L'attacco al Parlamento costituisce una delle strade principali che aprono le porte alla destra autoritativa, a un modo di essere del sistema insito nel populismo. Oggi i 5Stelle hanno oggettivamente una strada in discesa grazie a un rapporto di governo per cui riescono a imporre con relativa facilità la propria ideologia all'alleato di governo; una facilità che non si registra nella passata esperienza di governo quando erano in coalizione con la Lega di Salvini. Può consolare il fatto che, non bucando più l'elettorato e, quindi, non hanno a disposizione una massa “popolare” a disposizione che può impensierire. Con ciò, a differenza di quanto pensano taluni osservatori, noi riteniamo che il populismo può facilmente trasmigrare da una parte a un'altra. Può avvenire, poiché una cosa sono le idee e una i fatti; questi possono avere dimensione e portata diversa, ma le idee, anche quelle sbagliate, finiscono per veicolare una cultura che sopravvive ai fatti medesimi e non risulta sterilizzata da come essi si evolvono. La vittoria dei “si” rappresenta l'apoteosi dell'antipolitica e ci dovremo, probabilmente, preparare a un ulteriore rosario di carnevalate demagogiche e propagandistiche.

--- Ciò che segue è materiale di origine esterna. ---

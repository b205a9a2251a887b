use std::path::{Path, PathBuf};
use std::time::Duration;

use tokio::io::AsyncWriteExt;
use tokio::net::{UnixListener, UnixStream};
use tracing::debug;

use crate::error::{Error, Result};
use crate::transport::framing::{
    read_frame, with_timeout, write_frame, StreamReceiver, StreamSender, MAX_FRAME_SIZE,
};
use crate::transport::{Transport, TransportReceiver, TransportSender};

/// Unix domain socket transport with length-prefix framing
///
/// Messages are sent with a 4-byte big-endian length prefix
pub struct UnixTransport {
    stream: UnixStream,
    send_timeout: Option<Duration>,
    receive_timeout: Option<Duration>,
    max_frame_size: usize,
}

impl UnixTransport {
    /// Connect to a Unix socket with no timeouts
    pub async fn connect(path: impl AsRef<Path>) -> Result<Self> {
        Self::builder().path(path).connect().await
    }

    /// Connect with a connect timeout
    pub async fn connect_timeout(path: impl AsRef<Path>, timeout: Duration) -> Result<Self> {
        Self::builder()
            .path(path)
            .connect_timeout(timeout)
            .connect()
            .await
    }

    /// Create a builder for configuring the transport
    pub fn builder() -> UnixTransportBuilder {
        UnixTransportBuilder::new()
    }

    /// Create from an existing UnixStream
    pub fn from_stream(stream: UnixStream) -> Self {
        Self {
            stream,
            send_timeout: None,
            receive_timeout: None,
            max_frame_size: MAX_FRAME_SIZE,
        }
    }
}

#[async_trait::async_trait]
impl Transport for UnixTransport {
    async fn send(&mut self, bytes: &[u8]) -> Result<()> {
        with_timeout(self.send_timeout, "Send", write_frame(&mut self.stream, bytes)).await
    }

    async fn receive(&mut self) -> Result<Vec<u8>> {
        with_timeout(
            self.receive_timeout,
            "Receive",
            read_frame(&mut self.stream, self.max_frame_size),
        )
        .await
    }

    async fn close(&mut self) -> Result<()> {
        self.stream.shutdown().await?;
        Ok(())
    }

    fn into_split(self: Box<Self>) -> (Box<dyn TransportSender>, Box<dyn TransportReceiver>) {
        let this = *self;
        let (read, write) = this.stream.into_split();
        (
            Box::new(StreamSender::new(write, this.send_timeout)),
            Box::new(StreamReceiver::new(
                read,
                this.receive_timeout,
                this.max_frame_size,
            )),
        )
    }
}

/// Unix socket listener for accepting incoming connections
pub struct UnixTransportListener {
    listener: UnixListener,
    path: PathBuf,
}

impl UnixTransportListener {
    /// Bind to a Unix socket path
    pub async fn bind(path: impl AsRef<Path>) -> Result<Self> {
        let path = path.as_ref().to_path_buf();

        // Remove a stale socket file left by a previous run
        if path.exists() {
            std::fs::remove_file(&path)?;
        }

        let listener = UnixListener::bind(&path)?;
        debug!(path = %path.display(), "Unix listener bound");
        Ok(Self { listener, path })
    }

    /// Accept an incoming connection
    pub async fn accept(&self) -> Result<UnixTransport> {
        let (stream, _) = self.listener.accept().await?;
        Ok(UnixTransport::from_stream(stream))
    }

    /// Get the path this listener is bound to
    pub fn path(&self) -> &Path {
        &self.path
    }

    /// Close the listener and remove the socket file
    pub async fn close(&mut self) -> Result<()> {
        match std::fs::remove_file(&self.path) {
            Err(e) if e.kind() != std::io::ErrorKind::NotFound => Err(e.into()),
            _ => Ok(()),
        }
    }
}

impl Drop for UnixTransportListener {
    fn drop(&mut self) {
        let _ = std::fs::remove_file(&self.path);
    }
}

#[async_trait::async_trait]
impl crate::transport::TransportListener for UnixTransportListener {
    type Transport = UnixTransport;

    async fn accept(&self) -> Result<Self::Transport> {
        UnixTransportListener::accept(self).await
    }

    async fn close(&mut self) -> Result<()> {
        UnixTransportListener::close(self).await
    }
}

/// Builder for configuring Unix socket transport
pub struct UnixTransportBuilder {
    path: Option<PathBuf>,
    connect_timeout: Option<Duration>,
    send_timeout: Option<Duration>,
    receive_timeout: Option<Duration>,
    max_frame_size: usize,
}

impl Default for UnixTransportBuilder {
    fn default() -> Self {
        Self {
            path: None,
            connect_timeout: None,
            send_timeout: None,
            receive_timeout: None,
            max_frame_size: MAX_FRAME_SIZE,
        }
    }
}

impl UnixTransportBuilder {
    /// Create a new builder
    pub fn new() -> Self {
        Self::default()
    }

    /// Set the path to connect to
    pub fn path(mut self, path: impl AsRef<Path>) -> Self {
        self.path = Some(path.as_ref().to_path_buf());
        self
    }

    /// Set the connection timeout
    pub fn connect_timeout(mut self, timeout: Duration) -> Self {
        self.connect_timeout = Some(timeout);
        self
    }

    /// Set the send timeout
    pub fn send_timeout(mut self, timeout: Duration) -> Self {
        self.send_timeout = Some(timeout);
        self
    }

    /// Set the receive timeout
    pub fn receive_timeout(mut self, timeout: Duration) -> Self {
        self.receive_timeout = Some(timeout);
        self
    }

    /// Set the largest frame the receiver accepts
    pub fn max_frame_size(mut self, bytes: usize) -> Self {
        self.max_frame_size = bytes;
        self
    }

    /// Connect with the configured settings
    pub async fn connect(self) -> Result<UnixTransport> {
        let path = self
            .path
            .ok_or_else(|| Error::Config("Path not set".to_string()))?;

        let stream = with_timeout(self.connect_timeout, "Connect", async {
            UnixStream::connect(&path).await.map_err(Error::from)
        })
        .await?;

        Ok(UnixTransport {
            stream,
            send_timeout: self.send_timeout,
            receive_timeout: self.receive_timeout,
            max_frame_size: self.max_frame_size,
        })
    }
}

Che il Pd subisca l'iniziativa del grillismo è più che evidente. Il segretario Zingaretti, capace di sostenere tutto e il contrario di tutto, non riesce a imporsi poiché i 5Stelle, che i dati dimostrano essere una forza ingovernabile dai loro stessi dirigenti, viaggiano senza una bussola politico strategica di riferimento se non quella dell'antipolitica. Per settimane la dirigenza dem si è affannata a chiedere che nella periferia vi fossero alleanze in linea con la maggioranza che sorregge il governo. La richiesta non ha avuto effetto alcuno e là dove essa si è, alla fine, realizzata come in Liguria, ha segnato una sconfitta netta. Le Marche non sarebbero passate alla destra dopo ben ventiquattro anni di governo che potremmo definire di continuità, se l'intesa ci fosse stata; in Toscana e in Puglia la contrapposizione Pd-5Stelle è stata netta; il grillismo non è passato, resta la frattura politica che sta a sconfessione di quanto avrebbe voluto il gruppo dirigente democratico.

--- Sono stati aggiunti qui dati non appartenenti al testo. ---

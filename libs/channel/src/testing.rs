//! Payload and mailbox doubles shared by the unit tests

use serde::{Deserialize, Serialize};
use tether_core::Tag;
use tokio::sync::mpsc;

use crate::payload::{NotificationChannel, ObserverRef, Payload};
use crate::runtime::{ActorHandle, Mailbox, RequestMessage};

#[derive(Debug, Clone, Copy, PartialEq, Eq, Hash)]
pub enum Iface {
    Greeter,
    Tagged,
}

#[derive(Debug, Clone, PartialEq, Serialize, Deserialize)]
pub enum Msg {
    Greet(String),
    Reply(String),
    Count,
    Tagged { tag: Tag },
    Subscribe(ObserverRef<Msg>),
    Event(String),
}

impl Payload for Msg {
    type Interface = Iface;

    fn interface(&self) -> Option<Iface> {
        match self {
            Self::Greet(_) | Self::Count | Self::Subscribe(_) => Some(Iface::Greeter),
            Self::Tagged { .. } => Some(Iface::Tagged),
            Self::Reply(_) | Self::Event(_) => None,
        }
    }

    fn with_tag(self, tag: Tag) -> Self {
        match self {
            Self::Tagged { .. } => Self::Tagged { tag },
            other => other,
        }
    }

    fn bind_observers(self, channel: &NotificationChannel<Self>) -> Self {
        match self {
            Self::Subscribe(observer) => Self::Subscribe(observer.bound_to(channel)),
            other => other,
        }
    }
}

/// Mailbox that queues every request for the test to inspect
pub struct RecordingMailbox {
    tx: mpsc::UnboundedSender<RequestMessage<Msg>>,
}

impl RecordingMailbox {
    pub fn new() -> (ActorHandle<Msg>, mpsc::UnboundedReceiver<RequestMessage<Msg>>) {
        let (tx, rx) = mpsc::unbounded_channel();
        (ActorHandle::from_mailbox(Self { tx }), rx)
    }
}

impl Mailbox<Msg> for RecordingMailbox {
    fn tell(&self, message: RequestMessage<Msg>) {
        let _ = self.tx.send(message);
    }
}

La maggioranza della stampa ha raccontato di uno Zingaretti vincitore delle elezioni. La descrizione ci appare un po' azzardata visto che le Marche sono state perse. Il Pd, a ben vedere, non può intestarsi niente che suoni come frutto della propria iniziativa politica. E' vero che Eugenio Giani in Toscana, Vincenzo De Luca in Campania e Michele Emiliano sono espressione del Pd, ma quando Zingaretti è apparso in televisione per fare una sua prima dichiarazione, ha taciuto sulla Toscana – su cui giocava la propria sorte e forse anche quella del suo partito - considerata la regione titolata di un passato altamente simbolico e lasciamo stare il “rosso” che non c'è più da quel tempo; non ha fatto nessun riferimento alla vittoria di Giani, mentre Matteo Renzi si è subito speso come colui che rende onore al proprio candidato che sente proprio. Dobbiamo riconoscere che Emiliano è stato bravo perché, grazie al voto disgiunto e pure a una sapiente, se pur azzardata, composizione delle liste, ha vinto scomponendo il campo avversario, mentre De Luca, giocando soprattutto sulla sua figura, non ha avuto partita, oltretutto in Campania Forza Italia si è di fatto evaporata: a tutti loro vanno i complimenti per quanto hanno ottenuto, per aver fatto argine alla destra. Sulla Toscana, occorrerebbe una riflessione molto seria, approfondita e impietosa perché la vittoria di Giani non è certo la riaffermazione del tradizionale storico ruolo che la sinistra ha avuto dal dopoguerra in poi nella regione per il semplice motivo che la sinistra è stata scomposta e dispersa dalle scelte del postcomunismo. E la sinistra, in Toscana, non ha rappresentato solo uno schieramento, ma un lievito politico ad alto valore civile, culturale, istituzionale e sociale. A un certo punto sembrava che Susanna Ceccardi potesse vincere e la paura è stata tanta che è scattato un vecchio orgoglio di mobilitazione che ha portato il Pd, tra l'altro, a ottenere un risultato straordinario e imprevedibile superando il 30%. Il motivo ancestrale: qui la destra non passa! – anche se essa governa la maggioranza dei comuni toscani – ha azionato con forza e in profondità a dimostrazione che il portato della memoria politica può, talora, divenire azione fattuale.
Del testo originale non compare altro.